The argument is that it had to be someone of a much higher station such as Edward deVere, the Earl of Oxford (the leading candidate) or Francis Bacon or Christopher Marlowe, . . . This article does a very good job of attacking these apparently bogus theories.
However, the makers of the new movie, Anonymous, probably thought that they would have a bigger moneymaker on their hands if they chose Shakespeare to be someone other than himself. Their choice was the leading candidate, the Earl of Oxford.
How apt can a name get? Thomas Looney’s theory was considered . . . well, looney.<2011 “The Oxford theory has been doing the rounds since 1920, when an English scholar, Thomas Looney (pronounced Loaney), first brought it before the world.”—Newsweek, 24 October, page 24>
The above pronunciation maneuver is a common one for people with a name that is not to their liking or one that brings a chuckle to all who hear it. The pronunciation ‘Loaney’ is an example of the latter.
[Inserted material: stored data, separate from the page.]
//! Instruction encoding and decoding utilities.
//!
//! Provides bit extraction for the three MIPS-32 formats (MSB→LSB):
//!
//! ```text
//! R-type: opcode(6) | rs(5) | rt(5) | rd(5) | shamt(5) | funct(6)
//! I-type: opcode(6) | rs(5) | rt(5) | immediate(16)
//! J-type: opcode(6) | target(26)
//! ```
//!
//! and the closed [`Operation`] set shared by the assembler and the engine.

use std::fmt;

use crate::isa::mips32::{funct, opcodes};

/// Bit shift of the opcode field (bits 31-26).
pub const OPCODE_SHIFT: u32 = 26;
/// Bit shift of the `rs` field (bits 25-21).
pub const RS_SHIFT: u32 = 21;
/// Bit shift of the `rt` field (bits 20-16).
pub const RT_SHIFT: u32 = 16;
/// Bit shift of the `rd` field (bits 15-11).
pub const RD_SHIFT: u32 = 11;
/// Bit shift of the `shamt` field (bits 10-6).
pub const SHAMT_SHIFT: u32 = 6;

/// Mask for the 6-bit opcode field after shifting.
pub const OPCODE_MASK: u32 = 0x3F;
/// Mask for any 5-bit register or shift-amount field after shifting.
pub const REG_MASK: u32 = 0x1F;
/// Mask for the 6-bit funct field.
pub const FUNCT_MASK: u32 = 0x3F;
/// Mask for the 16-bit immediate field.
pub const IMM_MASK: u32 = 0xFFFF;
/// Mask for the 26-bit jump target field.
pub const TARGET_MASK: u32 = 0x03FF_FFFF;

/// Trait for extracting instruction fields from encoded instructions.
pub trait InstructionBits {
    /// Extracts the opcode field (bits 31-26).
    fn opcode(&self) -> u32;

    /// Extracts the first source register field (bits 25-21).
    fn rs(&self) -> usize;

    /// Extracts the second source / I-type destination field (bits 20-16).
    fn rt(&self) -> usize;

    /// Extracts the R-type destination register field (bits 15-11).
    fn rd(&self) -> usize;

    /// Extracts the shift amount field (bits 10-6).
    fn shamt(&self) -> u32;

    /// Extracts the funct field (bits 5-0).
    fn funct(&self) -> u32;

    /// Extracts the raw 16-bit immediate field (bits 15-0).
    fn imm16(&self) -> u16;

    /// Extracts the 26-bit jump target field (bits 25-0).
    fn target(&self) -> u32;
}

impl InstructionBits for u32 {
    #[inline(always)]
    fn opcode(&self) -> u32 {
        (self >> OPCODE_SHIFT) & OPCODE_MASK
    }

    #[inline(always)]
    fn rs(&self) -> usize {
        ((self >> RS_SHIFT) & REG_MASK) as usize
    }

    #[inline(always)]
    fn rt(&self) -> usize {
        ((self >> RT_SHIFT) & REG_MASK) as usize
    }

    #[inline(always)]
    fn rd(&self) -> usize {
        ((self >> RD_SHIFT) & REG_MASK) as usize
    }

    #[inline(always)]
    fn shamt(&self) -> u32 {
        (self >> SHAMT_SHIFT) & REG_MASK
    }

    #[inline(always)]
    fn funct(&self) -> u32 {
        self & FUNCT_MASK
    }

    #[inline(always)]
    fn imm16(&self) -> u16 {
        (self & IMM_MASK) as u16
    }

    #[inline(always)]
    fn target(&self) -> u32 {
        self & TARGET_MASK
    }
}

/// Instruction encoding format.
#[derive(Clone, Copy, Debug, PartialEq, Eq, Hash)]
pub enum Format {
    /// Register-register.
    R,
    /// Immediate.
    I,
    /// Absolute jump.
    J,
}

/// Every machine operation in the supported subset.
#[derive(Clone, Copy, Debug, PartialEq, Eq, Hash, serde::Serialize)]
#[serde(rename_all = "lowercase")]
pub enum Operation {
    /// `add rd, rs, rt`
    Add,
    /// `sub rd, rs, rt`
    Sub,
    /// `and rd, rs, rt`
    And,
    /// `or rd, rs, rt`
    Or,
    /// `xor rd, rs, rt`
    Xor,
    /// `nor rd, rs, rt`
    Nor,
    /// `slt rd, rs, rt`
    Slt,
    /// `mul rd, rs, rt`
    Mul,
    /// `sll rd, rt, shamt`
    Sll,
    /// `srl rd, rt, shamt`
    Srl,
    /// `jr rs`
    Jr,
    /// `syscall`
    Syscall,
    /// `addi rt, rs, imm`
    Addi,
    /// `andi rt, rs, imm`
    Andi,
    /// `ori rt, rs, imm`
    Ori,
    /// `lui rt, imm`
    Lui,
    /// `lw rt, offset(rs)`
    Lw,
    /// `sw rt, offset(rs)`
    Sw,
    /// `beq rs, rt, label`
    Beq,
    /// `bne rs, rt, label`
    Bne,
    /// `j label`
    J,
    /// `jal label`
    Jal,
}

impl Operation {
    /// All operations, in opcode-table order.
    pub const ALL: [Self; 22] = [
        Self::Add,
        Self::Sub,
        Self::And,
        Self::Or,
        Self::Xor,
        Self::Nor,
        Self::Slt,
        Self::Mul,
        Self::Sll,
        Self::Srl,
        Self::Jr,
        Self::Syscall,
        Self::Addi,
        Self::Andi,
        Self::Ori,
        Self::Lui,
        Self::Lw,
        Self::Sw,
        Self::Beq,
        Self::Bne,
        Self::J,
        Self::Jal,
    ];

    /// Assembly mnemonic.
    pub const fn mnemonic(self) -> &'static str {
        match self {
            Self::Add => "add",
            Self::Sub => "sub",
            Self::And => "and",
            Self::Or => "or",
            Self::Xor => "xor",
            Self::Nor => "nor",
            Self::Slt => "slt",
            Self::Mul => "mul",
            Self::Sll => "sll",
            Self::Srl => "srl",
            Self::Jr => "jr",
            Self::Syscall => "syscall",
            Self::Addi => "addi",
            Self::Andi => "andi",
            Self::Ori => "ori",
            Self::Lui => "lui",
            Self::Lw => "lw",
            Self::Sw => "sw",
            Self::Beq => "beq",
            Self::Bne => "bne",
            Self::J => "j",
            Self::Jal => "jal",
        }
    }

    /// Looks up an operation by mnemonic (already lower-cased).
    pub fn from_mnemonic(mnemonic: &str) -> Option<Self> {
        Self::ALL.into_iter().find(|op| op.mnemonic() == mnemonic)
    }

    /// Primary opcode.
    pub const fn opcode(self) -> u32 {
        match self {
            Self::Add
            | Self::Sub
            | Self::And
            | Self::Or
            | Self::Xor
            | Self::Nor
            | Self::Slt
            | Self::Sll
            | Self::Srl
            | Self::Jr
            | Self::Syscall => opcodes::OP_SPECIAL,
            Self::Mul => opcodes::OP_SPECIAL2,
            Self::Addi => opcodes::OP_ADDI,
            Self::Andi => opcodes::OP_ANDI,
            Self::Ori => opcodes::OP_ORI,
            Self::Lui => opcodes::OP_LUI,
            Self::Lw => opcodes::OP_LW,
            Self::Sw => opcodes::OP_SW,
            Self::Beq => opcodes::OP_BEQ,
            Self::Bne => opcodes::OP_BNE,
            Self::J => opcodes::OP_J,
            Self::Jal => opcodes::OP_JAL,
        }
    }

    /// Function code for register-register operations, `None` otherwise.
    pub const fn funct(self) -> Option<u32> {
        match self {
            Self::Add => Some(funct::ADD),
            Self::Sub => Some(funct::SUB),
            Self::And => Some(funct::AND),
            Self::Or => Some(funct::OR),
            Self::Xor => Some(funct::XOR),
            Self::Nor => Some(funct::NOR),
            Self::Slt => Some(funct::SLT),
            Self::Mul => Some(funct::MUL),
            Self::Sll => Some(funct::SLL),
            Self::Srl => Some(funct::SRL),
            Self::Jr => Some(funct::JR),
            Self::Syscall => Some(funct::SYSCALL),
            _ => None,
        }
    }

    /// Encoding format.
    pub const fn format(self) -> Format {
        match self {
            Self::J | Self::Jal => Format::J,
            _ if self.funct().is_some() => Format::R,
            _ => Format::I,
        }
    }
}

impl fmt::Display for Operation {
    fn fmt(&self, f: &mut fmt::Formatter<'_>) -> fmt::Result {
        f.write_str(self.mnemonic())
    }
}

/// Decoded instruction structure containing all extracted fields.
///
/// Every field is extracted regardless of format; consumers pick the ones
/// meaningful for [`Decoded::op`].
#[derive(Clone, Copy, Debug, PartialEq, Eq)]
pub struct Decoded {
    /// Raw 32-bit instruction encoding.
    pub raw: u32,
    /// Resolved operation.
    pub op: Operation,
    /// First source register index.
    pub rs: usize,
    /// Second source register (destination for I-type).
    pub rt: usize,
    /// R-type destination register index.
    pub rd: usize,
    /// Shift amount.
    pub shamt: u32,
    /// Raw 16-bit immediate.
    pub imm: u16,
    /// Raw 26-bit jump target field.
    pub target: u32,
}

impl Decoded {
    /// Immediate sign-extended to 32 bits.
    #[inline]
    pub const fn imm_signed(&self) -> i32 {
        self.imm as i16 as i32
    }

    /// Immediate zero-extended to 32 bits.
    #[inline]
    pub const fn imm_unsigned(&self) -> u32 {
        self.imm as u32
    }

    /// Absolute jump destination: the target field shifted to a byte address.
    #[inline]
    pub const fn jump_address(&self) -> u32 {
        self.target << 2
    }

    /// Taken-branch destination for an instruction fetched at `pc`.
    ///
    /// The displacement is relative to `pc + 4`.
    #[inline]
    pub const fn branch_address(&self, pc: u32) -> u32 {
        pc.wrapping_add(4)
            .wrapping_add((self.imm_signed() << 2) as u32)
    }
}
An example of the former is a cover-up for the name Levine, which is normally pronounced ‘Leh veen,’ accent on the second syllable. Those who opt for the different pronunciation, choose ‘Leh vine,’ with the accent still on the second syllable.
So why the change? What’s wrong with what seems to be a perfectly acceptable pronunciation? The answer is that Levine is a common Jewish name and some Jews would rather not have a Jewish sounding name. This is a vestige of Jewish persecution, especially during the pograms of the late 19th and early 20th centuries and, of course, the Holocaust. Many Jewish emigrants to the U.S. even went so far as to give false names (which they later kept for fear of discrimination in the U.S.) when they landed on Ellis Island.
On a more cheerful note, I wonder if Thomas Looney was a fan of Looney Tunes.